CVE-2019-19135: 
Java vulnerability analysis and mitigation

CVE-2019-19135 affects the OPC Foundation OPC UA .NET Standard codebase version 1.4.357.28 and earlier versions before 1.4.359.31. The vulnerability was disclosed on March 16, 2020, and involves insufficient random number generation in the OPCFoundation.NetStandard.Opc.Ua component (NVD, AttackerKB).

The vulnerability stems from inadequate random number generation in the OPC UA .NET Standard codebase. The CVSS v3.1 base score is 7.4 (High) with the vector string CVSS:3.1/AV:N/AC:H/PR:N/UI:N/S:U/C:H/I:H/A:N, indicating that it is network-accessible, requires high attack complexity, needs no privileges or user interaction, and can result in high confidentiality and integrity impacts (NVD).

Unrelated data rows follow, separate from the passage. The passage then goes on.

use serde::{Deserialize, Serialize};

/// Weights applied to each feature group when composing the lead score.
#[derive(Debug, Clone, PartialEq, Serialize, Deserialize)]
pub struct ScoringWeights {
    pub urgency: f64,
    pub engagement: f64,
    pub completeness: f64,
    pub demand: f64,
}

impl Default for ScoringWeights {
    fn default() -> Self {
        Self {
            urgency: 0.35,
            engagement: 0.30,
            completeness: 0.20,
            demand: 0.15,
        }
    }
}
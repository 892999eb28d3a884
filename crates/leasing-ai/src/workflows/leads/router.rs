use std::sync::Arc;

use axum::{
    extract::State,
    http::StatusCode,
    response::{IntoResponse, Response},
    routing::{get, post},
    Json, Router,
};
use chrono::{Local, NaiveDateTime};
use serde_json::json;
use tracing::{error, info};

use super::domain::Lead;
use super::repository::LeadStore;
use super::service::{LeadIntelligenceService, LeadServiceError};

/// Router builder exposing the scoring, follow-up, and analytics endpoints.
pub fn lead_router<S>(service: Arc<LeadIntelligenceService<S>>) -> Router
where
    S: LeadStore + 'static,
{
    Router::new()
        .route("/", get(service_info))
        .route("/api/score-lead", post(score_handler::<S>))
        .route("/api/optimal-followup", post(follow_up_handler::<S>))
        .route("/api/bulk-score", post(bulk_score_handler::<S>))
        .route(
            "/api/analytics/conversion-factors",
            get(conversion_factors_handler::<S>),
        )
        .with_state(service)
}

fn now() -> NaiveDateTime {
    Local::now().naive_local()
}

fn service_error(err: LeadServiceError) -> Response {
    error!(error = %err, "lead request failed");
    let payload = json!({ "error": err.to_string() });
    (StatusCode::INTERNAL_SERVER_ERROR, Json(payload)).into_response()
}

pub(crate) async fn service_info() -> Json<serde_json::Value> {
    Json(json!({
        "message": "Leasing CRM ML Service",
        "status": "online",
    }))
}

pub(crate) async fn score_handler<S>(
    State(service): State<Arc<LeadIntelligenceService<S>>>,
    Json(lead): Json<Lead>,
) -> Response
where
    S: LeadStore + 'static,
{
    match service.score(&lead, now()) {
        Ok(result) => {
            info!(lead_id = %result.lead_id.0, score = result.score, priority = ?result.priority, "scored lead");
            (StatusCode::OK, Json(result)).into_response()
        }
        Err(err) => service_error(err),
    }
}

pub(crate) async fn follow_up_handler<S>(
    State(service): State<Arc<LeadIntelligenceService<S>>>,
    Json(lead): Json<Lead>,
) -> Response
where
    S: LeadStore + 'static,
{
    match service.follow_up(&lead, now()) {
        Ok(result) => (StatusCode::OK, Json(result)).into_response(),
        Err(err) => service_error(err),
    }
}

pub(crate) async fn bulk_score_handler<S>(
    State(service): State<Arc<LeadIntelligenceService<S>>>,
    Json(leads): Json<Vec<Lead>>,
) -> Response
where
    S: LeadStore + 'static,
{
    let result = service.bulk_score(&leads, now());
    info!(
        submitted = leads.len(),
        scored = result.scores.len(),
        high = result.high_priority_count,
        "bulk scored leads"
    );
    (StatusCode::OK, Json(result)).into_response()
}

pub(crate) async fn conversion_factors_handler<S>(
    State(service): State<Arc<LeadIntelligenceService<S>>>,
) -> Response
where
    S: LeadStore + 'static,
{
    match service.conversion_factors() {
        Ok(report) => (StatusCode::OK, Json(report)).into_response(),
        Err(err) => service_error(err),
    }
}
pub mod leads;
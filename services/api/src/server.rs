use crate::cli::ServeArgs;
use crate::infra::{sample_leads, AppState, InMemoryLeadStore};
use crate::routes::{cors_layer, with_service_routes};
use axum::Extension;
use axum_prometheus::PrometheusMetricLayer;
use leasing_ai::config::AppConfig;
use leasing_ai::error::AppError;
use leasing_ai::telemetry;
use leasing_ai::workflows::leads::{CsvLeadStore, LeadIntelligenceService, LeadStore};
use std::sync::atomic::{AtomicBool, Ordering};
use std::sync::Arc;
use tracing::info;

pub(crate) async fn run(mut args: ServeArgs) -> Result<(), AppError> {
    let mut config = AppConfig::load()?;

    if let Some(host) = args.host.take() {
        config.server.host = host;
    }
    if let Some(port) = args.port.take() {
        config.server.port = port;
    }

    telemetry::init(&config.telemetry)?;

    match config.store.csv_path.clone() {
        Some(path) => {
            info!(path = %path.display(), "reading lead history from csv export");
            serve(config, Arc::new(CsvLeadStore::new(path))).await
        }
        None => {
            let store = if config.store.seed_sample {
                InMemoryLeadStore::seeded(&sample_leads())
            } else {
                InMemoryLeadStore::default()
            };
            info!(seeded = config.store.seed_sample, "using in-memory lead history");
            serve(config, Arc::new(store)).await
        }
    }
}

async fn serve<S>(config: AppConfig, store: Arc<S>) -> Result<(), AppError>
where
    S: LeadStore + 'static,
{
    let (prometheus_layer, prometheus_handle) = PrometheusMetricLayer::pair();
    let readiness_flag = Arc::new(AtomicBool::new(false));
    let app_state = AppState {
        readiness: readiness_flag.clone(),
        metrics: Arc::new(prometheus_handle),
    };

    let service = Arc::new(LeadIntelligenceService::new(store, config.scoring.clone()));

    let app = with_service_routes(service)
        .layer(Extension(app_state))
        .layer(prometheus_layer)
        .layer(cors_layer(&config.server.allowed_origins));

    let addr = config.server.socket_addr()?;
    let listener = tokio::net::TcpListener::bind(addr).await?;
    readiness_flag.store(true, Ordering::Release);

    info!(?config.environment, %addr, origins = config.server.allowed_origins.len(), "lead scoring service ready");

    axum::serve(listener, app).await?;
    Ok(())
}
//! Lead scoring, follow-up planning, and conversion analytics for the leasing pipeline.
//!
//! Every computation takes the evaluation instant explicitly; only the HTTP router and the CLI
//! read the wall clock.

pub mod analytics;
pub mod bulk;
pub mod domain;
pub mod features;
pub mod followup;
pub mod repository;
pub mod router;
pub mod scoring;
pub mod service;

#[cfg(test)]
mod tests;

pub use analytics::{conversion_factors, ConversionReport};
pub use bulk::{bulk_score, BulkScoreResult};
pub use domain::{parse_timestamp, Lead, LeadId, LeadStatus, PriorityTier, UnitType, UrgencyTier};
pub use features::{extract, FeatureSet};
pub use followup::{plan, FollowUpError, FollowUpResult};
pub use repository::{CsvLeadStore, LeadDocument, LeadStore, LeadStoreError};
pub use router::lead_router;
pub use scoring::{ScoreFactors, ScoreResult, ScoringEngine, ScoringError, ScoringWeights};
pub use service::{LeadIntelligenceService, LeadServiceError};
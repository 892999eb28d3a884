mod patterns;

use chrono::NaiveDateTime;
use serde::{Deserialize, Serialize};

use super::domain::{Lead, LeadId, UrgencyTier};
use super::features::days_between;

/// Recommended contact windows and channel for the next touch with a lead.
#[derive(Debug, Clone, PartialEq, Eq, Serialize, Deserialize)]
pub struct FollowUpResult {
    pub lead_id: LeadId,
    pub best_call_times: Vec<String>,
    pub response_window: String,
    pub recommended_method: String,
    pub urgency_level: UrgencyTier,
}

#[derive(Debug, Clone, PartialEq, Eq, thiserror::Error)]
pub enum FollowUpError {
    #[error("invalid move-in date '{value}'")]
    InvalidMoveInDate { value: String },
}

/// Plans follow-up timing from the inquiry timestamp and move-in proximity.
///
/// Unlike scoring, an unparsable move-in date is rejected rather than defaulted.
pub fn plan(lead: &Lead, now: NaiveDateTime) -> Result<FollowUpResult, FollowUpError> {
    let move_in = lead.move_in().ok_or_else(|| FollowUpError::InvalidMoveInDate {
        value: lead.move_in_date.clone(),
    })?;

    let (urgency_level, response_window) = patterns::urgency(days_between(now, move_in));
    let plan = patterns::contact_plan(&lead.status, lead.inquired_at(now));

    Ok(FollowUpResult {
        lead_id: lead.id.clone(),
        best_call_times: plan.windows.iter().map(|window| window.to_string()).collect(),
        response_window: response_window.to_string(),
        recommended_method: plan.method.to_string(),
        urgency_level,
    })
}
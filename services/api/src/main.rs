use leasing_ai_api::run;

#[tokio::main]
async fn main() {
    if let Err(err) = run().await {
        eprintln!("application error: {err}");
        std::process::exit(1);
    }
}
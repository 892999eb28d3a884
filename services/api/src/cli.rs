use crate::demo::{run_demo, run_follow_up_plan, run_lead_scoring, DemoArgs, LeadFileArgs};
use crate::server;
use clap::{Args, Parser, Subcommand};
use leasing_ai::error::AppError;

#[derive(Parser, Debug)]
#[command(
    name = "Leasing Lead Intelligence",
    about = "Score leasing leads and plan follow-ups over HTTP or from the command line",
    version
)]
struct Cli {
    #[command(subcommand)]
    command: Option<Command>,
}

#[derive(Subcommand, Debug)]
enum Command {
    /// Start the HTTP service (default command)
    Serve(ServeArgs),
    /// Score leads or plan follow-ups from a JSON export
    Leads {
        #[command(subcommand)]
        command: LeadsCommand,
    },
    /// Run the bundled sample leads through scoring, follow-up, and conversion reporting
    Demo(DemoArgs),
}

#[derive(Subcommand, Debug)]
enum LeadsCommand {
    /// Score every lead in the file and print priority counts
    Score(LeadFileArgs),
    /// Print recommended contact windows for every lead in the file
    Followup(LeadFileArgs),
}

#[derive(Args, Debug, Default)]
pub(crate) struct ServeArgs {
    /// Override the configured host for the HTTP server
    #[arg(long)]
    pub(crate) host: Option<String>,
    /// Override the configured port for the HTTP server
    #[arg(long)]
    pub(crate) port: Option<u16>,
}

pub(crate) async fn run() -> Result<(), AppError> {
    let cli = Cli::parse();
    let command = cli
        .command
        .unwrap_or_else(|| Command::Serve(ServeArgs::default()));

    match command {
        Command::Serve(args) => server::run(args).await,
        Command::Leads {
            command: LeadsCommand::Score(args),
        } => run_lead_scoring(args),
        Command::Leads {
            command: LeadsCommand::Followup(args),
        } => run_follow_up_plan(args),
        Command::Demo(args) => run_demo(args),
    }
}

If exploited, the vulnerability allows man-in-the-middle attackers to reuse encrypted user credentials that are transmitted over the network. This could potentially lead to unauthorized access and compromise of affected systems (NVD, CISA Advisory).

The primary mitigation is to update to OPC UA .NET Standard version 1.4.359.31 or later. For systems that cannot be immediately updated, it is recommended to enable encrypted communication between affected OPC UA clients and servers, and to protect network access to devices with appropriate mechanisms (CISA Advisory).

The vulnerability has been acknowledged by major industrial organizations, with AWS incorporating fixes in their IoT SiteWise OPC UA collector component version 2.3.0 to address this security issue (AWS Docs).